As novas políticas de promoção de
desenvolvimento tecnológico e industrial partem do reconhecimento de que a
aglomeração de empresas e o aproveitamento das vantagens coletivas geradas por
suas interações, e destas com o ambiente onde se localizam, vêm efetivamente
fortalecendo suas chances de sobrevivência e crescimento. Os diferentes
contextos, sistemas cognitivos e regulatórios e
formas de articulação e de aprendizado interativo entre agentes são
reconhecidos como fundamentais na geração, aquisição e difusão de conhecimentos
e particularmente aqueles tácitos. Assim é que entendemos que os processos de
aprendizagem coletiva, cooperação e dinâmica inovativa
desses conjuntos de empresas tenham passado a assumir importância ainda mais
fundamental para o enfrentamento dos novos desafios colocados
pelo novo padrão de acumulação crescentemente financeirizado
e globalizado, onde o conhecimento coloca-se como principal recurso e o
aprendizado como principal processo.
No caso brasileiro são
várias as oportunidades da implementação de políticas de promoção de arranjos e
sistemas produtivos e inovativos locais (ASPILs) reunindo MPEs.

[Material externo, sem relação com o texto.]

use indexmap::IndexSet;

use crate::Vector3D;

use super::link_cell::CellIter;
use super::{CellShell, LinkCell, NeighborBond};

/// Result of a single step of a [`CellSearch`]
#[derive(Debug, Clone, Copy, PartialEq, Eq)]
enum SearchStep {
    /// Found a point with the given index
    Point(usize),
    /// All the cells in the shell with the given range have been searched
    ShellDone(u32),
    /// All the cells have been searched
    Exhausted,
}

/// Expanding search through the cells of a [`LinkCell`], starting at the cell
/// containing a query point and going through the surrounding shells of
/// cells in increasing range order. Every cell is visited at most once, even
/// when multiple offsets map to the same cell through periodic boundaries.
#[derive(Debug, Clone)]
struct CellSearch<'a> {
    link_cell: &'a LinkCell<'a>,
    /// coordinates of the cell containing the query point
    origin: [usize; 3],
    /// next cell offset to visit
    shell: CellShell,
    /// range of the shell currently being searched
    range: u32,
    /// points in the cell currently being searched
    current: CellIter<'a>,
    /// all the cells already visited
    searched: IndexSet<usize>,
}

impl<'a> CellSearch<'a> {
    fn new(link_cell: &'a LinkCell<'a>, query_point: Vector3D) -> CellSearch<'a> {
        CellSearch {
            link_cell: link_cell,
            origin: link_cell.cell_coordinates(query_point),
            shell: CellShell::new(0, link_cell.is_2d()),
            range: 0,
            current: CellIter::empty(),
            searched: IndexSet::new(),
        }
    }

    fn step(&mut self) -> SearchStep {
        loop {
            if let Some(point) = self.current.next() {
                return SearchStep::Point(point);
            }

            if self.shell.range() != self.range {
                let done = self.range;
                self.range = self.shell.range();
                return SearchStep::ShellDone(done);
            }

            if self.searched.len() >= self.link_cell.n_cells() {
                return SearchStep::Exhausted;
            }

            let offset = self.shell.offset();
            self.shell.advance();
            if let Some(cell) = self.link_cell.neighbor_cell(self.origin, offset) {
                if self.searched.insert(cell) {
                    self.current = self.link_cell.iter_cell(cell);
                }
            }
        }
    }
}

#[derive(Debug, Clone)]
enum Phase {
    Searching,
    Draining(std::vec::IntoIter<NeighborBond>),
}

/// Iterator over the `num_neighbors` nearest neighbors of a single query
/// point, in increasing distance order. Ties are broken by point index.
///
/// The search goes through shells of cells around the query point, keeping
/// the best candidates found so far, until the remaining cells can not
/// contain any closer point.
#[derive(Debug, Clone)]
pub struct NearestIterator<'a> {
    search: CellSearch<'a>,
    query_point: Vector3D,
    query_index: usize,
    num_neighbors: usize,
    r_max: f64,
    exclude_ii: bool,
    candidates: Vec<NeighborBond>,
    phase: Phase,
}

impl<'a> NearestIterator<'a> {
    /// Create a new iterator over the nearest neighbors of `query_point`.
    ///
    /// Only neighbors closer than `r_max` (which can be infinite) are
    /// reported. If `exclude_ii` is `true`, the point with the same index as
    /// the query point is skipped.
    pub fn new(
        link_cell: &'a LinkCell<'a>,
        query_point: Vector3D,
        query_index: usize,
        num_neighbors: usize,
        r_max: f64,
        exclude_ii: bool,
    ) -> NearestIterator<'a> {
        let phase = if link_cell.points().is_empty() || num_neighbors == 0 {
            Phase::Draining(Vec::new().into_iter())
        } else {
            Phase::Searching
        };

        NearestIterator {
            search: CellSearch::new(link_cell, query_point),
            query_point: query_point,
            query_index: query_index,
            num_neighbors: num_neighbors,
            r_max: r_max,
            exclude_ii: exclude_ii,
            candidates: Vec::with_capacity(num_neighbors + 1),
            phase: phase,
        }
    }

    /// Insert a new candidate in the sorted list, keeping only the best
    /// `num_neighbors`
    fn insert(&mut self, bond: NeighborBond) {
        let position = self.candidates.partition_point(|candidate| {
            candidate.cmp_by_distance(&bond).is_lt()
        });

        if position < self.num_neighbors {
            self.candidates.insert(position, bond);
            self.candidates.truncate(self.num_neighbors);
        }
    }

    /// Run the search until no unsearched point can be closer than the
    /// current candidates
    fn search(&mut self) {
        let link_cell = self.search.link_cell;
        let unit_cell = link_cell.unit_cell();
        let points = link_cell.points();
        let cell_width = link_cell.cell_width();
        let r_max2 = self.r_max * self.r_max;

        loop {
            match self.search.step() {
                SearchStep::Point(point_index) => {
                    if self.exclude_ii && point_index == self.query_index {
                        continue;
                    }

                    let distance2 = unit_cell.distance2(self.query_point, points[point_index]);
                    if distance2 < r_max2 {
                        self.insert(NeighborBond {
                            query_point_index: self.query_index,
                            point_index: point_index,
                            distance: distance2.sqrt(),
                            weight: 1.0,
                        });
                    }
                }
                SearchStep::ShellDone(range) => {
                    // all points in cells not yet searched are at least this
                    // far from the query point
                    let safe_radius = range as f64 * cell_width;
                    if safe_radius >= self.r_max {
                        return;
                    }

                    if self.candidates.len() == self.num_neighbors {
                        let worst = self.candidates[self.num_neighbors - 1].distance;
                        if worst < safe_radius {
                            return;
                        }
                    }
                }
                SearchStep::Exhausted => return,
            }
        }
    }
}

impl<'a> Iterator for NearestIterator<'a> {
    type Item = NeighborBond;

    fn next(&mut self) -> Option<NeighborBond> {
        if let Phase::Searching = self.phase {
            self.search();
            let candidates = std::mem::take(&mut self.candidates);
            self.phase = Phase::Draining(candidates.into_iter());
        }

        match &mut self.phase {
            Phase::Draining(bonds) => bonds.next(),
            Phase::Searching => unreachable!("nearest neighbors search did not run"),
        }
    }
}

impl<'a> std::iter::FusedIterator for NearestIterator<'a> {}

/// Iterator over all the neighbors of a single query point closer than
/// `r_max`. Neighbors are produced in no particular order.
#[derive(Debug, Clone)]
pub struct BallIterator<'a> {
    search: CellSearch<'a>,
    query_point: Vector3D,
    query_index: usize,
    r_max: f64,
    exclude_ii: bool,
    /// number of additional shells to search when `r_max` is not a multiple
    /// of the cell width
    extra_shell: u32,
    finished: bool,
}

impl<'a> BallIterator<'a> {
    /// Create a new iterator over the neighbors of `query_point` closer than
    /// `r_max`. If `exclude_ii` is `true`, the point with the same index as
    /// the query point is skipped.
    pub fn new(
        link_cell: &'a LinkCell<'a>,
        query_point: Vector3D,
        query_index: usize,
        r_max: f64,
        exclude_ii: bool,
    ) -> BallIterator<'a> {
        let ratio = r_max / link_cell.cell_width();
        let extra_shell = if ratio.fract() == 0.0 { 0 } else { 1 };

        BallIterator {
            search: CellSearch::new(link_cell, query_point),
            query_point: query_point,
            query_index: query_index,
            r_max: r_max,
            exclude_ii: exclude_ii,
            extra_shell: extra_shell,
            finished: link_cell.points().is_empty(),
        }
    }
}

impl<'a> Iterator for BallIterator<'a> {
    type Item = NeighborBond;

    fn next(&mut self) -> Option<NeighborBond> {
        if self.finished {
            return None;
        }

        let link_cell = self.search.link_cell;
        let cell_width = link_cell.cell_width();
        let r_max2 = self.r_max * self.r_max;

        loop {
            match self.search.step() {
                SearchStep::Point(point_index) => {
                    if self.exclude_ii && point_index == self.query_index {
                        continue;
                    }

                    let point = link_cell.points()[point_index];
                    let distance2 = link_cell.unit_cell().distance2(self.query_point, point);
                    if distance2 < r_max2 {
                        return Some(NeighborBond {
                            query_point_index: self.query_index,
                            point_index: point_index,
                            distance: distance2.sqrt(),
                            weight: 1.0,
                        });
                    }
                }
                SearchStep::ShellDone(range) => {
                    let next_range = range + 1;
                    if next_range >= self.extra_shell {
                        let inner_radius = (next_range - self.extra_shell) as f64 * cell_width;
                        if inner_radius > self.r_max {
                            self.finished = true;
                            return None;
                        }
                    }
                }
                SearchStep::Exhausted => {
                    self.finished = true;
                    return None;
                }
            }
        }
    }
}

impl<'a> std::iter::FusedIterator for BallIterator<'a> {}

/// Iterator over the neighbors of a single query point, for any kind of
/// query
#[derive(Debug, Clone)]
pub enum PerPointIterator<'a> {
    /// k-nearest neighbors query
    Nearest(NearestIterator<'a>),
    /// fixed radius query
    Ball(BallIterator<'a>),
}

impl<'a> Iterator for PerPointIterator<'a> {
    type Item = NeighborBond;

    fn next(&mut self) -> Option<NeighborBond> {
        match self {
            PerPointIterator::Nearest(iterator) => iterator.next(),
            PerPointIterator::Ball(iterator) => iterator.next(),
        }
    }
}

impl<'a> std::iter::FusedIterator for PerPointIterator<'a> {}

Destaca-se, em primeiro lugar, a necessidade de buscar novos caminhos para o
desenvolvimento e reposicionamento do país no cenário
internacional. Neste sentido, coloca-se a importância de orientar a
reconstrução da estrutura produtiva brasileira em novas bases, possibilitando
uma mais ampla articulação de interesses e prioridades nacionais, regionais e
locais, assim como potencializando:
·
as sinergias positivas de mobilizar agentes
produtivos e demais parceiros;
·
as condições de sobrevivência, dinamismo,
competitividade e inovatividade das MPEs, base dessa reconstrução;
·
o uso e a difusão das novas tecnologias, equipamentos
e sistemas, logística e formatos organizacionais;
·
o aproveitamento, mobilização e irradiação de
potencialidades e sinergias locais e nacionais – como seus próprios mercados
consumidores - contribuindo inclusive para a diminuição das desigualdades
sociais e regionais;
·
as soluções a problemas tais como: inserção de
segmentos sociais excluídos; melhoria das condições de alimentação, saúde,
educação e habitação visando inclusive a superação das
desigualdades sociais e regionais; desequilíbrio do Balanço de Pagamentos;
crise energética; etc..
Apontamos
também para as oportunidades relacionadas à
tendência à descentralização das políticas e à urgência em desenvolver novas
políticas industrial e de C&T, que promovam o
desenvolvimento dinâmico e sustentado das estruturas produtivas.
Ressaltamos,
no entanto, que o enfoque em APL não deve ser visto em si como prioridade de
política, mas sim como um formato que potencializa as ações de promoção por
focalizar conjuntos de atores e seus ambientes, assim como suas
especificidades e requerimentos. Isto
remete à necessidade de analisar experiências específicas para conhecer em
detalhe as reais limitações e oportunidades apresentadas pelos diferentes APLs brasileiros e suas MPEs,
visando definir formas de atuar sobre tais realidades, o que por si só
constitui significativo esforço que requer continuidade e atualizações
constantes.
Ao mesmo tempo em que
destacamos a necessidade de mobilizar atores locais na sua definição e
implementação, salientamos que
as políticas de promoção de APL não devem ser implementadas de forma isolada. A
articulação e coordenação das políticas em nível local, regional, nacional e
até supranacional mostra-se fundamental para o seu sucesso.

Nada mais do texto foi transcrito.